Friday, April 9, 2010

The List

I’ve been sensing that God is preparing me for a change. Not sure if it’s geographical, mental, maybe even career-related. But I’m waiting to find out. As yet He hasn’t revealed to me what or where or if it is.


The other morning, during my dawn prayer-time, He asked me to write a list. It was a list of “things” that I have, over the last 2 or 3 years, lost my passion for. The list was something like this:

*My job is just a job; there is no passion or drive to create a career. I do it well, I attempt to enjoy it while I’m at work, but I walk out the door at the end of my shift and it’s out of mind.

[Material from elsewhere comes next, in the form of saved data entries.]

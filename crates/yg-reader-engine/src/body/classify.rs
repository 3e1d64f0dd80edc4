use std::io::BufRead;

use serde::Serialize;
use yg_reader_config::BodyFormat;

use super::{
    BodyError,
    kinds::{Quote, Signature, Stuffing},
};

/// What a single classified line contributes to the body.
#[derive(Debug, Clone, Copy, PartialEq, Eq, Serialize)]
pub enum LineKind {
    /// Nothing left after stripping quote markers and stuffing.
    Empty,
    /// A `-- ` signature delimiter.
    Signature,
    /// A line of text in a legacy body.
    Content,
    /// A line of text in a flowed body that continues on the next line.
    Flowed,
    /// A line of text in a flowed body that ends its paragraph.
    Fixed,
}

impl LineKind {
    /// Whether the line carries paragraph text.
    pub fn has_content(self) -> bool {
        matches!(self, LineKind::Content | LineKind::Flowed | LineKind::Fixed)
    }
}

/// Classification of a single physical line containing only local facts.
///
/// Each line is classified independently; the tokenizer supplies context.
#[derive(Debug, Clone, PartialEq, Eq, Serialize)]
pub struct Line {
    pub kind: LineKind,
    /// Number of quote markers stripped from the start of the line.
    pub quote_depth: usize,
    /// Text after stripping quote markers, one stuffing space and, for flowed
    /// lines, the trailing flow space.
    pub content: String,
}

impl Line {
    fn new(kind: LineKind, quote_depth: usize, content: &str) -> Self {
        Self {
            kind,
            quote_depth,
            content: content.to_string(),
        }
    }
}

/// Classifies raw body lines for the tokenizing phase.
#[derive(Debug, Clone, Copy, Default)]
pub struct LineClassifier {
    format: BodyFormat,
}

impl LineClassifier {
    pub fn new(format: BodyFormat) -> Self {
        Self { format }
    }

    pub fn format(&self) -> BodyFormat {
        self.format
    }

    /// Classifies a line into a [`Line`]. Never rejects input.
    ///
    /// A trailing `\n` or `\r\n` is ignored.
    pub fn classify(&self, raw: &str) -> Line {
        let line = raw.strip_suffix('\n').unwrap_or(raw);
        let line = line.strip_suffix('\r').unwrap_or(line);

        if Signature::is_delimiter(line) {
            return Line::new(LineKind::Signature, 0, "");
        }

        let (quote_depth, idx) = Quote::strip_prefixes(line);
        let remainder = Stuffing::unstuff(&line[idx..]);

        // A stuffed line is only a signature delimiter when it is also quoted.
        if quote_depth > 0 && Signature::is_delimiter(remainder) {
            return Line::new(LineKind::Signature, quote_depth, "");
        }

        match self.format {
            BodyFormat::Legacy if remainder.trim().is_empty() => {
                Line::new(LineKind::Empty, quote_depth, "")
            }
            BodyFormat::Legacy => Line::new(LineKind::Content, quote_depth, remainder),
            BodyFormat::Flowed if remainder.is_empty() => {
                Line::new(LineKind::Empty, quote_depth, "")
            }
            BodyFormat::Flowed => match Stuffing::flowed(remainder) {
                Some(content) => Line::new(LineKind::Flowed, quote_depth, content),
                None => Line::new(LineKind::Fixed, quote_depth, remainder),
            },
        }
    }

    /// Classifies every line of an in-memory body (LF or CRLF terminated).
    pub fn classify_text(&self, text: &str) -> Vec<Line> {
        text.lines().map(|line| self.classify(line)).collect()
    }
}

/// Reads and classifies every line of a body.
pub fn read_lines<R: BufRead>(
    reader: R,
    classifier: &LineClassifier,
) -> Result<Vec<Line>, BodyError> {
    let mut lines = Vec::new();
    for line in reader.lines() {
        lines.push(classifier.classify(&line?));
    }
    Ok(lines)
}
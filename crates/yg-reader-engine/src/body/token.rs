use serde::Serialize;

use super::blocks::Block;

/// How a token affects nesting when rendered.
#[derive(Debug, Clone, Copy, PartialEq, Eq)]
pub enum TagType {
    /// Rendered, then increases the indent.
    Open,
    /// Decreases the indent, then rendered.
    Close,
    /// Rendered at the current indent.
    SelfClosing,
}

/// An element of the structural token stream.
#[derive(Debug, Clone, PartialEq, Eq, Serialize)]
pub enum Token {
    StartParagraph,
    EndParagraph,
    StartQuote,
    EndQuote,
    SignatureMarker,
    /// Paragraph text. One token per line out of the tokenizer; one token per
    /// paragraph, lines joined by `\n`, out of the extractor.
    Text(String),
    Block(Block),
}

impl Token {
    pub fn tag_type(&self) -> TagType {
        match self {
            Token::StartParagraph | Token::StartQuote => TagType::Open,
            Token::EndParagraph | Token::EndQuote => TagType::Close,
            Token::SignatureMarker | Token::Text(_) | Token::Block(_) => TagType::SelfClosing,
        }
    }
}
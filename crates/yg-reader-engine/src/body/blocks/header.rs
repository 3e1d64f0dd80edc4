use std::sync::LazyLock;

use html_escape::encode_text;
use regex::Regex;
use serde::Serialize;

use super::{BLANKS, Block, BlockMatch};

const FIELD_NAMES: &str = "From|Reply-To|To|Subject|Date|Sent|Message";

/// A `-----Original Message-----` line.
static BANNER: LazyLock<String> =
    LazyLock::new(|| format!("{BLANKS}-+ ?Original Message ?-+{BLANKS}"));

/// A first field at the start of the text (optionally after a banner or a
/// blank line), or after a blank or banner line inside it.
static HEADER_START: LazyLock<Regex> = LazyLock::new(|| {
    let banner = BANNER.as_str();
    Regex::new(&format!(
        r"(?:^{banner}\n|^{BLANKS}\n?|\n{BLANKS}(?:{banner})?\n){BLANKS}(?P<field>{FIELD_NAMES}): +(?P<value>\S)"
    ))
    .expect("header start pattern is valid")
});

static FIELD_LINE: LazyLock<Regex> = LazyLock::new(|| {
    Regex::new(&format!(r"^{BLANKS}(?P<field>{FIELD_NAMES}): +(?P<value>\S.*)"))
        .expect("header field pattern is valid")
});

#[derive(Debug, Clone, Copy, PartialEq, Eq, Serialize)]
pub enum FieldName {
    From,
    #[serde(rename = "Reply-To")]
    ReplyTo,
    To,
    Subject,
    Date,
    Sent,
    Message,
}

impl FieldName {
    pub fn as_str(self) -> &'static str {
        match self {
            FieldName::From => "From",
            FieldName::ReplyTo => "Reply-To",
            FieldName::To => "To",
            FieldName::Subject => "Subject",
            FieldName::Date => "Date",
            FieldName::Sent => "Sent",
            FieldName::Message => "Message",
        }
    }

    /// Case-sensitive, as header labels are matched.
    pub fn parse(s: &str) -> Option<Self> {
        match s {
            "From" => Some(FieldName::From),
            "Reply-To" => Some(FieldName::ReplyTo),
            "To" => Some(FieldName::To),
            "Subject" => Some(FieldName::Subject),
            "Date" => Some(FieldName::Date),
            "Sent" => Some(FieldName::Sent),
            "Message" => Some(FieldName::Message),
            _ => None,
        }
    }
}

#[derive(Debug, Clone, PartialEq, Eq, Serialize)]
pub struct Field {
    pub name: FieldName,
    pub value: String,
}

impl Field {
    pub fn new(name: FieldName, value: &str) -> Self {
        Self {
            name,
            value: value.trim().to_string(),
        }
    }
}

/// Header fields of a message quoted inline, in source order.
#[derive(Debug, Clone, Default, PartialEq, Eq, Serialize)]
pub struct MessageHeader {
    pub fields: Vec<Field>,
}

impl MessageHeader {
    pub fn to_html(&self) -> String {
        let mut html = String::from("<div class=\"inline-message-header\">\n");
        html.push_str("  <dl class=\"field-list\">\n");
        for field in &self.fields {
            html.push_str(&format!("    <dt>{}</dt>\n", field.name.as_str()));
            html.push_str(&format!("    <dd>{}</dd>\n", encode_text(&field.value)));
        }
        html.push_str("  </dl>\n");
        html.push_str("</div>");
        html
    }

    fn continue_last(&mut self, line: &str) {
        if let Some(last) = self.fields.last_mut() {
            last.value.push(' ');
            last.value.push_str(line.trim());
        }
    }
}

/// Finds a header and consumes its fields.
///
/// Field lines are consumed until a blank line (consumed too) or a line
/// that is neither a field nor an indented continuation (left in `after`).
pub(super) fn find(text: &str) -> Option<BlockMatch<'_>> {
    let caps = HEADER_START.captures(text)?;
    let start = caps.get(0)?.start();
    let name = FieldName::parse(caps.name("field")?.as_str())?;
    let value_start = caps.name("value")?.start();

    let first_end = line_end(text, value_start);
    let mut header = MessageHeader {
        fields: vec![Field::new(name, &text[value_start..first_end])],
    };

    let mut end = next_line(text, first_end);
    while end < text.len() {
        let line_stop = line_end(text, end);
        let line = &text[end..line_stop];

        if line.trim().is_empty() {
            end = next_line(text, line_stop);
            break;
        }

        if let Some(field) = FIELD_LINE.captures(line) {
            let Some(name) = field.name("field").and_then(|m| FieldName::parse(m.as_str()))
            else {
                break;
            };
            let value = field.name("value").map_or("", |m| m.as_str());
            header.fields.push(Field::new(name, value));
        } else if line.starts_with([' ', '\t']) {
            header.continue_last(line);
        } else {
            break;
        }

        end = next_line(text, line_stop);
    }

    Some(BlockMatch::new(
        text,
        start..end,
        Block::MessageHeader(header),
    ))
}

/// Byte index of the newline ending the line that contains `from`.
fn line_end(text: &str, from: usize) -> usize {
    text[from..].find('\n').map_or(text.len(), |i| from + i)
}

fn next_line(text: &str, line_end: usize) -> usize {
    (line_end + 1).min(text.len())
}
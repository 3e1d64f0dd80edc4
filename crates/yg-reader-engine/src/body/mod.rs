//! # Message Body Parsing
//!
//! Turns the decoded text of one archived message into structured tokens and
//! HTML.
//!
//! ## Phases
//!
//! 1. **Line Classification** (`classify`): each line becomes a `Line` holding
//!    local facts only (quote depth, kind, unstuffed content).
//! 2. **Tokenizing** (`tokenizer`): a `Tokenizer` walks the lines and emits
//!    paragraph, quote and signature tokens.
//! 3. **Block Extraction** (`extract`): the text of each paragraph is split
//!    around the `blocks` it contains (hard breaks, dividers, quoted message
//!    headers, attribution bylines).
//! 4. **Rendering** (`render`): a `Renderer` writes the tokens as indented
//!    HTML.
//!
//! ## Modules
//!
//! - **`kinds`**: quote markers, signature delimiter and space-stuffing rules
//! - **`search`**: prose-only projection of the tokens for the search index
//! - **`invariants`**: structural checks used by tests (`test-support` feature)
//!
//! ## Key Invariants
//!
//! - Every stage is total; only reading the input can fail
//! - Quote and paragraph tokens are balanced once a body is finished
//! - A paragraph in the final stream always holds non-blank text

pub mod blocks;
pub mod classify;
pub mod extract;
#[cfg(any(test, feature = "test-support"))]
pub mod invariants;
pub mod kinds;
pub mod render;
pub mod search;
pub mod token;
pub mod tokenizer;

use std::io::BufRead;

use thiserror::Error;
use yg_reader_config::{BodyFormat, Config};

pub use blocks::{Attribution, Block, BlockKind, Field, FieldName, MessageHeader};
pub use classify::{Line, LineClassifier, LineKind};
pub use render::Renderer;
pub use token::{TagType, Token};
pub use tokenizer::{Tokenizer, TokenizerState};

#[derive(Debug, Error)]
pub enum BodyError {
    #[error("Failed to read message body: {0}")]
    Io(#[from] std::io::Error),
}

/// How to read and render a body.
#[derive(Debug, Clone, Copy, PartialEq, Eq)]
pub struct BodyOptions {
    pub format: BodyFormat,
    pub indent_width: usize,
    /// Characters kept by [`Body::summary`].
    pub summary_len: usize,
}

impl Default for BodyOptions {
    fn default() -> Self {
        Self {
            format: BodyFormat::default(),
            indent_width: render::DEFAULT_INDENT_WIDTH,
            summary_len: search::DEFAULT_SUMMARY_LEN,
        }
    }
}

impl From<&Config> for BodyOptions {
    fn from(config: &Config) -> Self {
        Self {
            format: config.body.format,
            indent_width: config.render.indent_width,
            summary_len: config.search.summary_len,
        }
    }
}

/// A parsed message body: the final token stream, ready to render.
#[derive(Debug, Clone, PartialEq, Eq)]
pub struct Body {
    tokens: Vec<Token>,
    indent_width: usize,
    summary_len: usize,
}

impl Body {
    pub fn parse(text: &str, options: &BodyOptions) -> Self {
        let lines = LineClassifier::new(options.format).classify_text(text);
        Self::from_lines(&lines, options)
    }

    pub fn read<R: BufRead>(reader: R, options: &BodyOptions) -> Result<Self, BodyError> {
        let lines = classify::read_lines(reader, &LineClassifier::new(options.format))?;
        Ok(Self::from_lines(&lines, options))
    }

    pub fn from_lines(lines: &[Line], options: &BodyOptions) -> Self {
        let raw = tokenizer::tokenize(lines);
        log::debug!("{} lines tokenized into {} raw tokens", lines.len(), raw.len());
        Self {
            tokens: extract::extract_blocks(raw),
            indent_width: options.indent_width,
            summary_len: options.summary_len,
        }
    }

    pub fn tokens(&self) -> &[Token] {
        &self.tokens
    }

    pub fn into_tokens(self) -> Vec<Token> {
        self.tokens
    }

    pub fn to_html(&self) -> String {
        Renderer::new(self.indent_width).render(&self.tokens)
    }

    pub fn prose_text(&self) -> String {
        search::prose_text(&self.tokens)
    }

    /// Prose text cut to the configured summary length.
    pub fn summary(&self) -> String {
        search::summary(&self.prose_text(), self.summary_len)
    }
}

/// Parses and renders a body in one go.
pub fn to_html(text: &str, options: &BodyOptions) -> String {
    Body::parse(text, options).to_html()
}
//! The name, date and time spellings an attribution byline may use.
//!
//! Every format contributes one named capture group to a shape's pattern.
//! Formats of one kind are joined into a single alternation, so exactly one
//! group per kind takes part in a match; [`matched`] recovers which.

use chrono::{DateTime, FixedOffset, NaiveDate, NaiveTime};
use regex::{Captures, Match};

/// A name on its own, never starting or ending with whitespace.
const NAME: &str = r#"(?:[^<>,"\s]|[^<>,"\s][^<>,"\n]*[^<>,"\s])"#;
const ADDRESS: &str = r"[^<>@\s]+@[^<>@\s]*";
const WEEKDAY: &str = "(?:Mon|Tue|Wed|Thu|Fri|Sat|Sun)";
const MONTH: &str = "(?:Jan|Feb|Mar|Apr|May|Jun|Jul|Aug|Sep|Oct|Nov|Dec)";

pub trait Format: Copy + 'static {
    /// Pattern for this format, containing the capture group [`Format::group_name`].
    fn pattern(self) -> String;

    fn group_name(self) -> &'static str;
}

/// Joins `formats` into one non-capturing alternation, in order.
pub fn alternation<F: Format>(formats: &[F]) -> String {
    let parts: Vec<String> = formats.iter().map(|f| f.pattern()).collect();
    format!("(?:{})", parts.join("|"))
}

/// The format whose group took part in the match, with the captured text.
pub fn matched<'t, F: Format>(caps: &Captures<'t>, formats: &[F]) -> Option<(F, Match<'t>)> {
    formats
        .iter()
        .find_map(|&format| caps.name(format.group_name()).map(|m| (format, m)))
}

#[derive(Debug, Clone, Copy, PartialEq, Eq)]
pub enum NameFormat {
    /// `"Jane Doe <jane@example.com>" <jane@example.com>`
    QuotedNameDuplicateAddress,
    /// `"Jane Doe" <jane@example.com>`
    QuotedNameAddress,
    /// `Jane Doe <jane@example.com>`
    NameAddress,
    /// `<jane@example.com>`, captured as the name.
    Address,
    /// `"Jane Doe"`
    QuotedName,
    /// `Jane Doe`
    Name,
}

impl NameFormat {
    pub const ALL: &[NameFormat] = &[
        NameFormat::QuotedNameDuplicateAddress,
        NameFormat::QuotedNameAddress,
        NameFormat::NameAddress,
        NameFormat::Address,
        NameFormat::QuotedName,
        NameFormat::Name,
    ];

    /// Formats carrying an address; the only ones a bare `<name> wrote:`
    /// byline accepts.
    pub const WITH_ADDRESS: &[NameFormat] = &[
        NameFormat::QuotedNameDuplicateAddress,
        NameFormat::QuotedNameAddress,
        NameFormat::NameAddress,
        NameFormat::Address,
    ];
}

impl Format for NameFormat {
    fn pattern(self) -> String {
        let group = self.group_name();
        match self {
            NameFormat::QuotedNameDuplicateAddress => {
                format!(r#""(?P<{group}>{NAME})\s+<{ADDRESS}>"\s+<{ADDRESS}>"#)
            }
            NameFormat::QuotedNameAddress => format!(r#""(?P<{group}>{NAME})"\s+<{ADDRESS}>"#),
            NameFormat::NameAddress => format!(r"(?P<{group}>{NAME})\s+<{ADDRESS}>"),
            NameFormat::Address => format!(r"<(?P<{group}>{ADDRESS})>"),
            NameFormat::QuotedName => format!(r#""(?P<{group}>{NAME})""#),
            NameFormat::Name => format!(r"(?P<{group}>{NAME})"),
        }
    }

    fn group_name(self) -> &'static str {
        match self {
            NameFormat::QuotedNameDuplicateAddress => "name_quoted_dup_addr",
            NameFormat::QuotedNameAddress => "name_quoted_addr",
            NameFormat::NameAddress => "name_addr",
            NameFormat::Address => "name_only_addr",
            NameFormat::QuotedName => "name_quoted",
            NameFormat::Name => "name_bare",
        }
    }
}

#[derive(Debug, Clone, Copy, PartialEq, Eq)]
pub enum DateFormat {
    /// `Mon, 2 Jan 2006`
    DayMonthYearWeekday,
    /// `Mon, Jan 2, 2006`
    MonthDayYearWeekday,
    /// `2 Jan 2006`
    DayMonthYear,
    /// `Jan 2, 2006`
    MonthDayYear,
    /// `Mon, 2006-01-02`
    IsoWeekday,
    /// `2006-01-02`
    Iso,
    /// `Mon, 01/02/06`
    PaddedNumericWeekday,
    /// `Mon, 1/2/06`
    NumericWeekday,
    /// `01/02/06`
    PaddedNumeric,
    /// `1/2/06`
    Numeric,
}

impl DateFormat {
    pub const ALL: &[DateFormat] = &[
        DateFormat::DayMonthYearWeekday,
        DateFormat::MonthDayYearWeekday,
        DateFormat::DayMonthYear,
        DateFormat::MonthDayYear,
        DateFormat::IsoWeekday,
        DateFormat::Iso,
        DateFormat::PaddedNumericWeekday,
        DateFormat::NumericWeekday,
        DateFormat::PaddedNumeric,
        DateFormat::Numeric,
    ];

    fn has_weekday(self) -> bool {
        matches!(
            self,
            DateFormat::DayMonthYearWeekday
                | DateFormat::MonthDayYearWeekday
                | DateFormat::IsoWeekday
                | DateFormat::PaddedNumericWeekday
                | DateFormat::NumericWeekday
        )
    }

    fn date_pattern(self) -> String {
        match self {
            DateFormat::DayMonthYearWeekday | DateFormat::DayMonthYear => {
                format!(r"\d{{1,2}} {MONTH} \d{{4}}")
            }
            DateFormat::MonthDayYearWeekday | DateFormat::MonthDayYear => {
                format!(r"{MONTH} \d{{1,2}}, \d{{4}}")
            }
            DateFormat::IsoWeekday | DateFormat::Iso => r"\d{4}-\d{2}-\d{2}".to_string(),
            DateFormat::PaddedNumericWeekday | DateFormat::PaddedNumeric => {
                r"\d{2}/\d{2}/\d{2}".to_string()
            }
            DateFormat::NumericWeekday | DateFormat::Numeric => {
                r"\d{1,2}/\d{1,2}/\d{2}".to_string()
            }
        }
    }

    fn chrono_format(self) -> &'static str {
        match self {
            DateFormat::DayMonthYearWeekday | DateFormat::DayMonthYear => "%d %b %Y",
            DateFormat::MonthDayYearWeekday | DateFormat::MonthDayYear => "%b %d, %Y",
            DateFormat::IsoWeekday | DateFormat::Iso => "%Y-%m-%d",
            DateFormat::PaddedNumericWeekday
            | DateFormat::NumericWeekday
            | DateFormat::PaddedNumeric
            | DateFormat::Numeric => "%m/%d/%y",
        }
    }

    /// Parses text captured by this format. The weekday is only checked by
    /// the pattern, never against the date.
    pub fn parse(self, s: &str) -> Option<NaiveDate> {
        let s = if self.has_weekday() {
            s.split_once(", ")?.1
        } else {
            s
        };
        NaiveDate::parse_from_str(s, self.chrono_format()).ok()
    }
}

impl Format for DateFormat {
    fn pattern(self) -> String {
        let group = self.group_name();
        let date = self.date_pattern();
        if self.has_weekday() {
            format!("(?P<{group}>{WEEKDAY}, {date})")
        } else {
            format!("(?P<{group}>{date})")
        }
    }

    fn group_name(self) -> &'static str {
        match self {
            DateFormat::DayMonthYearWeekday => "date_dmy_wd",
            DateFormat::MonthDayYearWeekday => "date_mdy_wd",
            DateFormat::DayMonthYear => "date_dmy",
            DateFormat::MonthDayYear => "date_mdy",
            DateFormat::IsoWeekday => "date_iso_wd",
            DateFormat::Iso => "date_iso",
            DateFormat::PaddedNumericWeekday => "date_padded_wd",
            DateFormat::NumericWeekday => "date_numeric_wd",
            DateFormat::PaddedNumeric => "date_padded",
            DateFormat::Numeric => "date_numeric",
        }
    }
}

#[derive(Debug, Clone, Copy, PartialEq, Eq)]
pub enum TimeFormat {
    /// `15:04:05 -0700 (MST)`
    ZonedWithName,
    /// `15:04:05 -0700`
    Zoned,
    /// `3:04 PM`
    Clock12,
    /// `15:04`
    Clock24,
}

impl TimeFormat {
    pub const ALL: &[TimeFormat] = &[
        TimeFormat::ZonedWithName,
        TimeFormat::Zoned,
        TimeFormat::Clock12,
        TimeFormat::Clock24,
    ];

    /// Parses text captured by this format into a time of day and, for zoned
    /// formats, its UTC offset. A zone name in parentheses is ignored.
    pub fn parse(self, s: &str) -> Option<(NaiveTime, Option<FixedOffset>)> {
        match self {
            TimeFormat::ZonedWithName | TimeFormat::Zoned => {
                let s = s.split(" (").next()?;
                // chrono only reads an offset as part of a full timestamp
                let zoned = DateTime::parse_from_str(
                    &format!("1970-01-01 {s}"),
                    "%Y-%m-%d %H:%M:%S %z",
                )
                .ok()?;
                Some((zoned.time(), Some(*zoned.offset())))
            }
            TimeFormat::Clock12 => NaiveTime::parse_from_str(s, "%I:%M %p")
                .ok()
                .map(|time| (time, None)),
            TimeFormat::Clock24 => NaiveTime::parse_from_str(s, "%H:%M")
                .ok()
                .map(|time| (time, None)),
        }
    }
}

impl Format for TimeFormat {
    fn pattern(self) -> String {
        let group = self.group_name();
        match self {
            TimeFormat::ZonedWithName => {
                format!(r"(?P<{group}>\d{{2}}:\d{{2}}:\d{{2}} [+-]\d{{4}} \([A-Z]{{2,5}}\))")
            }
            TimeFormat::Zoned => format!(r"(?P<{group}>\d{{2}}:\d{{2}}:\d{{2}} [+-]\d{{4}})"),
            TimeFormat::Clock12 => format!(r"(?P<{group}>\d{{1,2}}:\d{{2}} (?:AM|PM))"),
            TimeFormat::Clock24 => format!(r"(?P<{group}>\d{{1,2}}:\d{{2}})"),
        }
    }

    fn group_name(self) -> &'static str {
        match self {
            TimeFormat::ZonedWithName => "time_zoned_name",
            TimeFormat::Zoned => "time_zoned",
            TimeFormat::Clock12 => "time_12h",
            TimeFormat::Clock24 => "time_24h",
        }
    }
}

*The only people I would consider my “best friends” live in Uganda and I get to see them for 24-36 hours every 2 years. That was last weekend and I enjoyed their visist and now I am “best friendless”.

*I feel like we are on the precipice of financial ruin on a constant basis. It doesn’t keep me up at night, but when I look at Andrew’s teeth, or feel the shimmy in the front end of my truck, I have to admit, it catches my breath. Sometimes.

*I have no relationship with my sisters.

*My two- (three-?) year obsession with writing has dissipated to almost nil. Perhaps the drive to get published has dissipated for I still feel a desire to write. But it can be ignored, unlike last month when I wanted to scream because I could only get 900 words down before life intruded.

*My health is dismal and I don’t do anything about it. And I want to; I feel so much better even 20 pounds lighter. But…

So I looked at the list and thought, “How sad is this list.”

And then I felt washed in freedom! I was free from condemnation, urgency, guilt, dissatisfaction, anxiety. Because God is all I need. He wants me to enjoy life, but He wants me to know in the end, it's all dust in the wind. What matters is Him.

Of that list, the only one I think I might need help with getting free is the financial worries. I’m not asking God to make me rich. I just get tired of worrying every week about the vehicles, every month about the rent, and the occasional "what ifs".

So Father God, please make me rich with the confidence that you are sufficient for all my needs. Your promises are infinitely more powerful than my bills. Amen!